- Type: General-purpose machine gun
- Place of origin: West Germany

Production history
- Designer: Johannes Großfuß
- Designed: 1960
- Manufacturer: Rheinmetall
- No. built: 2 prototypes

Specifications
- Mass: 8.6 kg (19.0 lb)
- Length: 1,115 mm (43.9 in)
- Barrel length: 500 mm (19.7 in)
- Cartridge: 7.62×51mm NATO
- Caliber: 7.62 mm
- Action: Roller-delayed blowback
- Rate of fire: 800–1,000 rounds per minute
- Effective firing range: 800 m (874.9 yd)
- Feed system: belt

= Rheinmetall MG 60 =

The Rheinmetall MG60 is a general-purpose machine gun of West German origin. The weapon is a post-World War II derivative of the MG 45 experimental general-purpose machine gun.

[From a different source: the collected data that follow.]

use thiserror::Error;

#[derive(Debug, Error)]
pub enum StorageError {
    #[error("storage unavailable: {0}")]
    StorageUnavailable(String),

    #[error("database error: {0}")]
    Database(#[from] rusqlite::Error),

    #[error("crypto error: {0}")]
    Crypto(#[from] offsync_crypto::CryptoError),

    #[error("serialization error: {0}")]
    Serialization(#[from] serde_json::Error),

    #[error("storage lock poisoned")]
    LockPoisoned,
}

pub type StorageResult<T> = Result<T, StorageError>;
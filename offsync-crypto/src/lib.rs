//! Encryption layer for Offsync.
//!
//! Provides the session key and per-record encryption used by the local
//! store:
//! - Argon2id derives a 256-bit key from `(user_id, session_token)` and a
//!   fixed application salt
//! - ChaCha20-Poly1305 seals every record with a fresh 96-bit nonce
//! - The key lives only in memory and is zeroized when cleared
//!
//! Sealed records are plain base64 text so the storage layer never handles
//! raw key material or plaintext.

mod cipher;
mod error;
mod key;
mod manager;

pub use cipher::{decrypt_bytes, encrypt_bytes, open, seal, NONCE_SIZE, TAG_SIZE};
pub use error::{CryptoError, CryptoResult};
pub use key::{derive_session_key, KdfParams, SessionKey, DEFAULT_APP_SALT, KEY_SIZE, MIN_SALT_SIZE};
pub use manager::KeyManager;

The former owner of the Metall und Lackierwarenfabrik Johannes Großfuß AG (Metal and lacquer ware factory Johannes Großfuß corporation) and boss of MG 42 and MG 45 chief designer Werner Gruner had fled to the West after World War II also held all the essential MG 42 patents and became a consultant for Rheinmetall in West Germany. There Johannes Großfuß headed machine gun production in Düsseldorf-Derendorf and was probably also significantly involved in the development of the MG 60. After World War II Werner Gruner worked in the Soviet Union and later in East Germany, and was not involved in the development of this general-purpose machine gun. The MG 60 is lighter in weight and has a significant lower cyclic rate of fire compared to the MG 42 and MG 45 and has an unusual trigger guard.